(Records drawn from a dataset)

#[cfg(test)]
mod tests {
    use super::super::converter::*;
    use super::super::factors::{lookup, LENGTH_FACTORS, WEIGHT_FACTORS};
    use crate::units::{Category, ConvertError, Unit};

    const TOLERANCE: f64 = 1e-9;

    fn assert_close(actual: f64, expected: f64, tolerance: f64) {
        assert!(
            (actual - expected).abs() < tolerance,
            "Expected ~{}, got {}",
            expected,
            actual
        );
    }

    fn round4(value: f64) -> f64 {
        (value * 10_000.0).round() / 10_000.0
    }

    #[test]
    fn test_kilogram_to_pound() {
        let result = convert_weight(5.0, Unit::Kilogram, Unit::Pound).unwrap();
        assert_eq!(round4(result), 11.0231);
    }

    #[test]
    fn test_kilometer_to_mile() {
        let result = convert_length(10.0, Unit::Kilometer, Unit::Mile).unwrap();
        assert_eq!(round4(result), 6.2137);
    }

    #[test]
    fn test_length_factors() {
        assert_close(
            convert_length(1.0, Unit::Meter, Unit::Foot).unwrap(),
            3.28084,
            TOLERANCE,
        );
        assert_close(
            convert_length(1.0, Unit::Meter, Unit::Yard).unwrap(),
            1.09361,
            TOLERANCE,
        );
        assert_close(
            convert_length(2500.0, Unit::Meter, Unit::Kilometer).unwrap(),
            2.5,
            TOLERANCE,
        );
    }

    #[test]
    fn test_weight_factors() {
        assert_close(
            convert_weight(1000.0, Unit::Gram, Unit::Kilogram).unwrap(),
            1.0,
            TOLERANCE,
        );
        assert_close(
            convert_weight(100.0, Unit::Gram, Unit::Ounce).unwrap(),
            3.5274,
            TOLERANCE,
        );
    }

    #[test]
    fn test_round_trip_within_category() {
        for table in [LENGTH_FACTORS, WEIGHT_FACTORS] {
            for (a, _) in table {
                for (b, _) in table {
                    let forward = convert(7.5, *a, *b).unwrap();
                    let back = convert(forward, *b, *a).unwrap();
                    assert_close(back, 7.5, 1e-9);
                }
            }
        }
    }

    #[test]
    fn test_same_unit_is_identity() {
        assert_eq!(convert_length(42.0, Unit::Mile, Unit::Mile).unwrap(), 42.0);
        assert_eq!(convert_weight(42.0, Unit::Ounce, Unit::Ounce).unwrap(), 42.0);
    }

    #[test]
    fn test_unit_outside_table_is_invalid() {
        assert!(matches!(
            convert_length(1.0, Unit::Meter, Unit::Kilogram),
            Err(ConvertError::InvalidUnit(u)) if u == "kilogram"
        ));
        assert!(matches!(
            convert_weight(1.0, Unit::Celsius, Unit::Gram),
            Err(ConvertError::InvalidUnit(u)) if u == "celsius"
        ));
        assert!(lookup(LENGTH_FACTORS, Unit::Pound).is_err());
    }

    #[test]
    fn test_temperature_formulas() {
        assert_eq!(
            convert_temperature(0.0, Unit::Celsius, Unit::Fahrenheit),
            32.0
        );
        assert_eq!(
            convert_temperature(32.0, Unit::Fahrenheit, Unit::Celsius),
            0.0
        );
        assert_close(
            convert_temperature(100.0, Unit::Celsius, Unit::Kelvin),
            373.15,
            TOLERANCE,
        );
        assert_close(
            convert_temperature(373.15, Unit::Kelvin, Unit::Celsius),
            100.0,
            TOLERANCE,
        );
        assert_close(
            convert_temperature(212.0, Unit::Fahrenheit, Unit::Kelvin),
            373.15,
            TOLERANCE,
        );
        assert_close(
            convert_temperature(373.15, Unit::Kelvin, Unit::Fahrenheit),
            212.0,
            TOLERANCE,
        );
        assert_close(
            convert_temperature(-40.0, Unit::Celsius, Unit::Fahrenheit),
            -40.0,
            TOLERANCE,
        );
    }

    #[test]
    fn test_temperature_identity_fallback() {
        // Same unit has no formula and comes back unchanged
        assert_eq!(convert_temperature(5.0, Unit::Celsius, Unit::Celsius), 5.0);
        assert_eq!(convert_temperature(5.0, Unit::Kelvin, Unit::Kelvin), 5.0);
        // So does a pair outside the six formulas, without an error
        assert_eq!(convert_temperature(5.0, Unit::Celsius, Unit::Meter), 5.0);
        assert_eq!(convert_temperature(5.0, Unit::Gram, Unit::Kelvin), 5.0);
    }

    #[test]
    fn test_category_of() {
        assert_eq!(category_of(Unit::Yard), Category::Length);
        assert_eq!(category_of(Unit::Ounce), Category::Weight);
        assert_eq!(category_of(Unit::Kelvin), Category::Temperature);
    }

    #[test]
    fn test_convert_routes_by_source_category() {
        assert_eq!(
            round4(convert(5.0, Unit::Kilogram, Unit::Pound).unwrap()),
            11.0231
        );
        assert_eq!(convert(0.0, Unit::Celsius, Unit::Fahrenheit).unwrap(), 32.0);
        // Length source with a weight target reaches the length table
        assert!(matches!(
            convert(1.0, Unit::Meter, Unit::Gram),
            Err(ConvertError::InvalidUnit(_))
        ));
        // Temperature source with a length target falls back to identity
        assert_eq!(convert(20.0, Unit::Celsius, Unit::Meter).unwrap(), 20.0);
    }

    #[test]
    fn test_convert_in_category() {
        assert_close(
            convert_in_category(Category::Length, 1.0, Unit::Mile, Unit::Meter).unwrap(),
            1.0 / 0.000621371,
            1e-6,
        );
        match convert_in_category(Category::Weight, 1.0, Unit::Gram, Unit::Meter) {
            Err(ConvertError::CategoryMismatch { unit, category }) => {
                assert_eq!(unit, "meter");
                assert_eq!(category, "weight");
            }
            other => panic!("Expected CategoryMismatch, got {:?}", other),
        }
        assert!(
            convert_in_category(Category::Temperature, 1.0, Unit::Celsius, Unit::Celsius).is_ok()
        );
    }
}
---
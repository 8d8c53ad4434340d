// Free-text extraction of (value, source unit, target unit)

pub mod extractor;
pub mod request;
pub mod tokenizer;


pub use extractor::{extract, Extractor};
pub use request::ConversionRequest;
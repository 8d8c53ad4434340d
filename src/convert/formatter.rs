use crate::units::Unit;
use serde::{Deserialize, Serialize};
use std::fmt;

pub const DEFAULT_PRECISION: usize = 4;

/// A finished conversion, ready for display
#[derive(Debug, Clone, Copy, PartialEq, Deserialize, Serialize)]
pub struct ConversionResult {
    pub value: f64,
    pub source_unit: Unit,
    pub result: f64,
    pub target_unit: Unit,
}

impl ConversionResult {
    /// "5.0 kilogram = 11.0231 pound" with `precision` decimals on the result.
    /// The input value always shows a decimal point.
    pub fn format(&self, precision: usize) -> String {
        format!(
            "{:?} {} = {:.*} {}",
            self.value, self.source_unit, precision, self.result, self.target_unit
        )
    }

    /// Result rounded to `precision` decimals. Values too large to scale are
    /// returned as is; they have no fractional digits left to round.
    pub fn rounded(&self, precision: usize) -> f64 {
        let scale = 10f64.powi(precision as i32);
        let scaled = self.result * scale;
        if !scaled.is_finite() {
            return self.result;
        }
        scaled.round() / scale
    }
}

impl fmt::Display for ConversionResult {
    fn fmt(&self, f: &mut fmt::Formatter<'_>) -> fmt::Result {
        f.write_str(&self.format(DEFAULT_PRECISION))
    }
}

REQUIRED WORK: The expected result is every line above containing the string "usize".

WRITTEN ANSWER:
pub const DEFAULT_PRECISION: usize = 4;
    pub fn format(&self, precision: usize) -> String {
    pub fn rounded(&self, precision: usize) -> f64 {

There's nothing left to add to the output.